Compute minimum passes over permutation
Company: Amazon
Role: Software Engineer
Category: Coding & Algorithms
Difficulty: Medium
Interview Round: Take-home Project
##### Question
You are given an array shelf representing a permutation of the integers 1..n. Starting with target = 1, you repeatedly scan the array left-to-right. During a scan, whenever you encounter the current target value you immediately update target ← target + 1 and continue scanning to the right in the same pass. When you reach the end of the array, if target ≤ n you start a new full left-to-right pass, resuming the search for that target. Compute the minimum number of full passes required to find all numbers 1..n.
Quick Answer: This question evaluates algorithmic problem-solving skills focused on array traversal and permutation analysis, testing understanding of sequential scanning behavior and state progression within the Coding & Algorithms domain.
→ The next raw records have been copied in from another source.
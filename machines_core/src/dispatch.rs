//! Sends one command and applies its optimistic local transition.

use crate::client::ApiClient;
use crate::command::Command;
use crate::error::ApiError;
use crate::model::{Machine, MachineState};

/// Issues commands for one session. Holds no state of its own; the machine
/// passed to `dispatch` is the only thing it writes.
#[derive(Debug, Clone, Copy)]
pub struct CommandDispatcher<'a> {
    client: &'a ApiClient,
    token: &'a str,
}

impl<'a> CommandDispatcher<'a> {
    pub fn new(client: &'a ApiClient, token: &'a str) -> Self {
        Self { client, token }
    }

    /// POSTs the command for `machine.id`. On success sets `machine.state`
    /// to the command's target and returns it; on failure leaves it untouched.
    ///
    /// The reply body is logged and otherwise ignored.
    pub fn dispatch(&self, command: Command, machine: &mut Machine) -> Result<MachineState, ApiError> {
        tracing::info!(machine = %machine.id, %command, "dispatching command");
        match self.client.send_command(self.token, &machine.id, command) {
            Ok(reply) => {
                tracing::debug!(
                    machine = %machine.id,
                    %command,
                    status = reply.status,
                    body = %String::from_utf8_lossy(&reply.body),
                    "command accepted"
                );
                let target = command.target_state();
                machine.state = target;
                Ok(target)
            }
            Err(e) => {
                tracing::warn!(
                    machine = %machine.id,
                    %command,
                    detail = %e.detail(),
                    "command failed: {e}"
                );
                Err(e)
            }
        }
    }

    pub fn start(&self, machine: &mut Machine) -> Result<MachineState, ApiError> {
        self.dispatch(Command::Start, machine)
    }

    pub fn pause(&self, machine: &mut Machine) -> Result<MachineState, ApiError> {
        self.dispatch(Command::Pause, machine)
    }

    pub fn resume(&self, machine: &mut Machine) -> Result<MachineState, ApiError> {
        self.dispatch(Command::Resume, machine)
    }

    pub fn finish(&self, machine: &mut Machine) -> Result<MachineState, ApiError> {
        self.dispatch(Command::Finish, machine)
    }
}

#[cfg(test)]
mod tests {
    use super::*;
    use crate::mocks::ScriptedBackend;

    fn machine(state: MachineState) -> Machine {
        Machine {
            id: "m1".into(),
            state,
            voltage: 12.0,
            ip_addr: "10.0.0.5".into(),
            parking_id: None,
        }
    }

    #[test]
    fn body_never_drives_state() {
        let backend = ScriptedBackend::new();
        // Body claims a different state; it must be ignored.
        backend.push_json(200, r#"{"state":1}"#);
        let client = ApiClient::new(backend.clone(), Default::default());
        let mut m = machine(MachineState::Free);
        let s = CommandDispatcher::new(&client, "tok").start(&mut m).unwrap();
        assert_eq!(s, MachineState::InUse);
        assert_eq!(m.state, MachineState::InUse);
    }

    #[test]
    fn failure_leaves_state_untouched() {
        let backend = ScriptedBackend::new();
        backend.push_json(409, r#"{"error":"busy"}"#);
        let client = ApiClient::new(backend.clone(), Default::default());
        let mut m = machine(MachineState::InUse);
        let err = CommandDispatcher::new(&client, "tok").pause(&mut m).unwrap_err();
        assert_eq!(err.to_string(), "busy");
        assert_eq!(m.state, MachineState::InUse);
    }

    #[test]
    fn dispatcher_does_not_gate_on_local_state() {
        let backend = ScriptedBackend::new();
        backend.push_json(200, "{}");
        let client = ApiClient::new(backend.clone(), Default::default());
        let mut m = machine(MachineState::Free);
        CommandDispatcher::new(&client, "tok").finish(&mut m).unwrap();
        assert_eq!(backend.requests().len(), 1);
        assert_eq!(m.state, MachineState::Free);
    }
}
You are given a list shelf representing a permutation of the integers 1..n. Starting with target = 1, repeatedly scan shelf from left to right in passes. In a pass, whenever you encounter the current target value, increment target by 1 and continue scanning to the right within the same pass. When you reach the end of the list, if target ≤ n, start another pass from the beginning. Return the minimum number of passes that must be initiated until all numbers 1..n are found (i.e., until target becomes n+1).
Constraints
- 1 ≤ n ≤ 200000
- shelf is a permutation of [1, 2, ..., n]
- Expected time complexity: O(n)
- Expected auxiliary space: O(n)
Hints
- Record the index (position) of each value in shelf.
- Consider the sequence of positions pos[1], pos[2], ..., pos[n].
- A new pass is needed whenever pos[i] < pos[i-1]. The answer is 1 plus the count of such breaks.